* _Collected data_
-------------------------

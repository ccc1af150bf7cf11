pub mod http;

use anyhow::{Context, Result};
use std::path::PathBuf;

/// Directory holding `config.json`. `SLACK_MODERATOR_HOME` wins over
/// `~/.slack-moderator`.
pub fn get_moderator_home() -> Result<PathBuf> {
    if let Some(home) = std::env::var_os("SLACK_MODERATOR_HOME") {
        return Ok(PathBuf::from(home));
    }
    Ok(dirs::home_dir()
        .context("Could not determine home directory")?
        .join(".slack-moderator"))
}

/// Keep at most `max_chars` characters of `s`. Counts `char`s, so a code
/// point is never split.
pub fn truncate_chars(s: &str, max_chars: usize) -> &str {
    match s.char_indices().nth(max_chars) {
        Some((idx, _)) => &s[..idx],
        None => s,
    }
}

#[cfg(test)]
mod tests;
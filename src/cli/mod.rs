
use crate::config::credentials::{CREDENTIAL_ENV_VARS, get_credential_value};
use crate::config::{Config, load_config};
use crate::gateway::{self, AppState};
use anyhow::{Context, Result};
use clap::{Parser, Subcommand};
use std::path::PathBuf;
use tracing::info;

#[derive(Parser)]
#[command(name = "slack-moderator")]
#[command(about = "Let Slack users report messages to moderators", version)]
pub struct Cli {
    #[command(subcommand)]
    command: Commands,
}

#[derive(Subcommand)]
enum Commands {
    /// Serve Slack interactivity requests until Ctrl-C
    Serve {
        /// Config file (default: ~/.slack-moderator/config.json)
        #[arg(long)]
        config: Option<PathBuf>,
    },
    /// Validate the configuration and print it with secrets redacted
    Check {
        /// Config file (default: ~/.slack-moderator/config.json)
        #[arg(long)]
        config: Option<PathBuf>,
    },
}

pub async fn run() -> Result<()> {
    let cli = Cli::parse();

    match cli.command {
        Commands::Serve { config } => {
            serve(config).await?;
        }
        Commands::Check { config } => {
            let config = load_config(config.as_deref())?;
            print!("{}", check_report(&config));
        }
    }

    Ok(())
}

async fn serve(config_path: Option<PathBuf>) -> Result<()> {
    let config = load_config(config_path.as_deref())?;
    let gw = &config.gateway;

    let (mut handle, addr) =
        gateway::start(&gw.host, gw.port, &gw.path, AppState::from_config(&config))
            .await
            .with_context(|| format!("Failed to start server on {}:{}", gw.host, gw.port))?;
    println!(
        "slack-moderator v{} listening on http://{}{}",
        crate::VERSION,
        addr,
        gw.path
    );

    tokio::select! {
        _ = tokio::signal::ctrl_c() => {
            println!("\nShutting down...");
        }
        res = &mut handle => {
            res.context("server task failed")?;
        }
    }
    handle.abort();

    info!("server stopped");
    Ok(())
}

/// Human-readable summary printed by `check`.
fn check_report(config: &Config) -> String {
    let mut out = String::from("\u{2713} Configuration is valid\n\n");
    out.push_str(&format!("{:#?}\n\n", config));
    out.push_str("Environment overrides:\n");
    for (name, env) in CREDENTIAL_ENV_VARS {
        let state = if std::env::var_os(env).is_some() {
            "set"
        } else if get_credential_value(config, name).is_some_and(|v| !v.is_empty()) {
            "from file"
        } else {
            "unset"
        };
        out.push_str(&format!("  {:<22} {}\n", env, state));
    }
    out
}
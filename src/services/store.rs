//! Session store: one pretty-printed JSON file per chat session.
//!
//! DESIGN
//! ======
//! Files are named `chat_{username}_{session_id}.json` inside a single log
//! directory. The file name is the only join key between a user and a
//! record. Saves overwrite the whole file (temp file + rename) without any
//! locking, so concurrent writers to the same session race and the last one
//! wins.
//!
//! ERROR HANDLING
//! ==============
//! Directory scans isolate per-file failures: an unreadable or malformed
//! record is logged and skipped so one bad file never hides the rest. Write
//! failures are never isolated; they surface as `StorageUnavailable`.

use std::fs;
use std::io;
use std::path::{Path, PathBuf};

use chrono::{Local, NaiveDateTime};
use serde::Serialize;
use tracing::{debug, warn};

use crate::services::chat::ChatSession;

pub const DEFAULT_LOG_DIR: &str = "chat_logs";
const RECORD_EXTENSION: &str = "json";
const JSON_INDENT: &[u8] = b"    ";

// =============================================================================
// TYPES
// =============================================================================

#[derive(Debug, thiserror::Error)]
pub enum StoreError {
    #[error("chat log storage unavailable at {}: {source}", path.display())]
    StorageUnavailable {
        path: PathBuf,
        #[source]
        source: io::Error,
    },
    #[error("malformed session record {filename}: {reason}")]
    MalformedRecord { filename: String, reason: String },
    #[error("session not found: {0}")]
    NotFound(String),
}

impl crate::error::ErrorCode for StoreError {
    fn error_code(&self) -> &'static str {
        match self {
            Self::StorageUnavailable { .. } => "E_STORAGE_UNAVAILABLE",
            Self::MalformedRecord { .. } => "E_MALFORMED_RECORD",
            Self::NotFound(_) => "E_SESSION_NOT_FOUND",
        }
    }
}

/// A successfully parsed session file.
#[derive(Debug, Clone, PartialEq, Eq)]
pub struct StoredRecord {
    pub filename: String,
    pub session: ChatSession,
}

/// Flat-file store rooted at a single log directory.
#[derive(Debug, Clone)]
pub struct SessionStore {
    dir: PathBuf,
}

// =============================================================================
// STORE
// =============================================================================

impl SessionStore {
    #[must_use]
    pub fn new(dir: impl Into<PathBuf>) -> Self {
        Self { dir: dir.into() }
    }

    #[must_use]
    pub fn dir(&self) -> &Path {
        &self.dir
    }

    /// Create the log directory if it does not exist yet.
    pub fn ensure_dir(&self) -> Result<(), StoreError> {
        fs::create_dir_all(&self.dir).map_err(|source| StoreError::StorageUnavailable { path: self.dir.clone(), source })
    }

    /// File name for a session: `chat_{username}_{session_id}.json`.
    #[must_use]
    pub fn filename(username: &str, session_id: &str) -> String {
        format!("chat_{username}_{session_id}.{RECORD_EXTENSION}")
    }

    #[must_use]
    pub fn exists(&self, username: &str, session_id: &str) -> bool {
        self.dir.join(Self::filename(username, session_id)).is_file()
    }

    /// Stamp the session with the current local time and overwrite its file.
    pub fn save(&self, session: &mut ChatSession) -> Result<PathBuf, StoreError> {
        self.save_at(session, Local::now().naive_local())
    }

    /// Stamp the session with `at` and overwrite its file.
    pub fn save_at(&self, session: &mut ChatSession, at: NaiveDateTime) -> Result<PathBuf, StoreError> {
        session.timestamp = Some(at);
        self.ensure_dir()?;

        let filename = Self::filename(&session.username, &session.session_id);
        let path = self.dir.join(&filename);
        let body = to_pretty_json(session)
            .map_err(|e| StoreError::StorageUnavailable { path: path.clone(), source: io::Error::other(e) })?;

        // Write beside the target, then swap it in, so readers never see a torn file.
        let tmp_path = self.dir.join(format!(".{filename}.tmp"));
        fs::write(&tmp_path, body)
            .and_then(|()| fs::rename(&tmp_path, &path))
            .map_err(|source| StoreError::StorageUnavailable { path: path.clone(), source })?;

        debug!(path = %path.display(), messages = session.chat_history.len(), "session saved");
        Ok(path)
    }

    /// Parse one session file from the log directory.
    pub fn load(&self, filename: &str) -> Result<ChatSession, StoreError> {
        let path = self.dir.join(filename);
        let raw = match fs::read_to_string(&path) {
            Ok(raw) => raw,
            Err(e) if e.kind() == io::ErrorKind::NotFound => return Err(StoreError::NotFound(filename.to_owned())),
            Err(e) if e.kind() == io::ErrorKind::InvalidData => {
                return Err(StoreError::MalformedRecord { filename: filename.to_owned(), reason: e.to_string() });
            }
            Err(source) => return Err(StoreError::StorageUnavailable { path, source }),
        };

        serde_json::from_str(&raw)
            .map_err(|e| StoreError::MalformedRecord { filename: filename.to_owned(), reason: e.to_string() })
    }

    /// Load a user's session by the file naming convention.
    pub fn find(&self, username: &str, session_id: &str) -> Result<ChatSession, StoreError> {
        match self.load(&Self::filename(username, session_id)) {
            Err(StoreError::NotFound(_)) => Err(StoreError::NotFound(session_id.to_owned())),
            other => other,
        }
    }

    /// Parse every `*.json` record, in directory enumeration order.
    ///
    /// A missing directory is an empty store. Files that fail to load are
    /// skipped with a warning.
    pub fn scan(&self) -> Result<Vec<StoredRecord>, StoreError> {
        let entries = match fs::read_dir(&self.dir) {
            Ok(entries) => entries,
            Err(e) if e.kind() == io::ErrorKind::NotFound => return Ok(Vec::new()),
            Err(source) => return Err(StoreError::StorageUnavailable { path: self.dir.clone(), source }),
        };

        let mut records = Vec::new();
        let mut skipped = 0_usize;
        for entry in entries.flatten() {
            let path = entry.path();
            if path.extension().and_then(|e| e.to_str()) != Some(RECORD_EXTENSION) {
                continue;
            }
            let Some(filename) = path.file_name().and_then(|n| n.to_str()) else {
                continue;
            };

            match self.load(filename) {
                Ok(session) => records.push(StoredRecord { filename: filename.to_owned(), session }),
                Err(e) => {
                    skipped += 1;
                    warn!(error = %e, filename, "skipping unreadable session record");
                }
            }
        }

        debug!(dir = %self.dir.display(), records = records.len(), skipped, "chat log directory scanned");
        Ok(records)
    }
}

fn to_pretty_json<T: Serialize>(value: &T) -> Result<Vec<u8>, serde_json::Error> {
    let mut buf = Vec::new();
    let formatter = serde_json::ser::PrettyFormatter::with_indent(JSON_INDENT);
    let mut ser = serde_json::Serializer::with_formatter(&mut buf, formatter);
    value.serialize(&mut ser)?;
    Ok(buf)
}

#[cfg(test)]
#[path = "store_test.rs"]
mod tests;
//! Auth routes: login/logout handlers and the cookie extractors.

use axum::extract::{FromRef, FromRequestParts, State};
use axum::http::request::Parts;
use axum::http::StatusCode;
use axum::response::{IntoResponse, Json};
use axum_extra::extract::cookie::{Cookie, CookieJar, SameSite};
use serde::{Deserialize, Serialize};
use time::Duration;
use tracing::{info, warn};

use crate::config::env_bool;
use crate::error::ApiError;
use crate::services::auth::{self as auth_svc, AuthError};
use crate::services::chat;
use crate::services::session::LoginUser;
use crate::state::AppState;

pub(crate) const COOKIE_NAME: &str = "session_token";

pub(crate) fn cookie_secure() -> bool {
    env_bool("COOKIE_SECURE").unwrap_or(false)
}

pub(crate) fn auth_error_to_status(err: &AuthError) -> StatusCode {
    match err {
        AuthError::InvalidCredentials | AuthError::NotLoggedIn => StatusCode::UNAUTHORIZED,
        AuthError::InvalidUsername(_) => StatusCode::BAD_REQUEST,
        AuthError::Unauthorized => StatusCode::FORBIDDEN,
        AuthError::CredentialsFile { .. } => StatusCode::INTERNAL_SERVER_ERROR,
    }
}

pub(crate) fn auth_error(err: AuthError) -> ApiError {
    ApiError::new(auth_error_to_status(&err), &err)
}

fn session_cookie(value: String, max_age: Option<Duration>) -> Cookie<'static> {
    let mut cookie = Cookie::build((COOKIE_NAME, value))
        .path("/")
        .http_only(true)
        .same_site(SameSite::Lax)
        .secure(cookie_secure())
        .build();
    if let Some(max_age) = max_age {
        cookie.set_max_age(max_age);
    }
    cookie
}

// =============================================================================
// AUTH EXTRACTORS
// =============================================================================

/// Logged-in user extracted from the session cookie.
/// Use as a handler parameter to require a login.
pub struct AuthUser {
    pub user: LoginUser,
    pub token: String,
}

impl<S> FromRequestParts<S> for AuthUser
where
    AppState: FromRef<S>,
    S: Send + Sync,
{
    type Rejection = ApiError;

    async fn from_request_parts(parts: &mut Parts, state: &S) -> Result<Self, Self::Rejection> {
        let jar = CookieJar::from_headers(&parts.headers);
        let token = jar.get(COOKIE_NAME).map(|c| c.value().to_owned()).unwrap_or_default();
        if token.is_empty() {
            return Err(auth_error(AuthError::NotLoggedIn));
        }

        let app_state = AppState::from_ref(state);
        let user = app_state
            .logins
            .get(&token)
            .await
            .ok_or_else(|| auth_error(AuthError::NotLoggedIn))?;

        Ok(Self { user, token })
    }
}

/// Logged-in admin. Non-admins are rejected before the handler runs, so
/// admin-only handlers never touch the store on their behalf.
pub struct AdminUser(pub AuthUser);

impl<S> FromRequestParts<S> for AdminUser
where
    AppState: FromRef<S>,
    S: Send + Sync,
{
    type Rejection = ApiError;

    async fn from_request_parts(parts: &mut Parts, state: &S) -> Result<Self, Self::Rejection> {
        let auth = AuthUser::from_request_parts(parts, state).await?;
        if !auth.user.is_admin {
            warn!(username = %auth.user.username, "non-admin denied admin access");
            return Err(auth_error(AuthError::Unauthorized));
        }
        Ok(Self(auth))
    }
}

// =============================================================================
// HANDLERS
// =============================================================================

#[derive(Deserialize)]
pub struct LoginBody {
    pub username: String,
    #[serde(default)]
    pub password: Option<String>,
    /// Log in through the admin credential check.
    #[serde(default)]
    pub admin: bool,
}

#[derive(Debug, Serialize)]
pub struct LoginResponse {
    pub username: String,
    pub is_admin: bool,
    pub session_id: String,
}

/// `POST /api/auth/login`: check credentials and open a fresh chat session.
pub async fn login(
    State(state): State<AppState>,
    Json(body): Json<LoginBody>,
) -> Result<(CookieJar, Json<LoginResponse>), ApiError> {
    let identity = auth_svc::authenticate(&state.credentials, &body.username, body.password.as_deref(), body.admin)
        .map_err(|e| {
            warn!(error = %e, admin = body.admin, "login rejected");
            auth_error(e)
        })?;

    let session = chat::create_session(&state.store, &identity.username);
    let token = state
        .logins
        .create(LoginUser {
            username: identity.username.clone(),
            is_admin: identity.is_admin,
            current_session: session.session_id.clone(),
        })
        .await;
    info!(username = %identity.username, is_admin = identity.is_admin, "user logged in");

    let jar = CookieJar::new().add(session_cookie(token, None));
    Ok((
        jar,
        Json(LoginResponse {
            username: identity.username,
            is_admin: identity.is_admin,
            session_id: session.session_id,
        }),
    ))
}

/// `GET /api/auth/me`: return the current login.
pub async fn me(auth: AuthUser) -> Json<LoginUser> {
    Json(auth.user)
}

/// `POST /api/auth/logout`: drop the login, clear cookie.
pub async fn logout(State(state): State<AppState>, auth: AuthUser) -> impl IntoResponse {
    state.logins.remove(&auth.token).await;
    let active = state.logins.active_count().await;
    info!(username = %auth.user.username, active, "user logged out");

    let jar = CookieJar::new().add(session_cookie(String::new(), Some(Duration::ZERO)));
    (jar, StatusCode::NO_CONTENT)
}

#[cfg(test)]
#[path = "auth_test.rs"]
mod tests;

-------------------------

Go through the entries above and report every line in which the word "kind" appears.

* _RESULT OF THE EXERCISE_
            Err(e) if e.kind() == io::ErrorKind::NotFound => return Err(StoreError::NotFound(filename.to_owned())),
            Err(e) if e.kind() == io::ErrorKind::InvalidData => {
            Err(e) if e.kind() == io::ErrorKind::NotFound => return Ok(Vec::new()),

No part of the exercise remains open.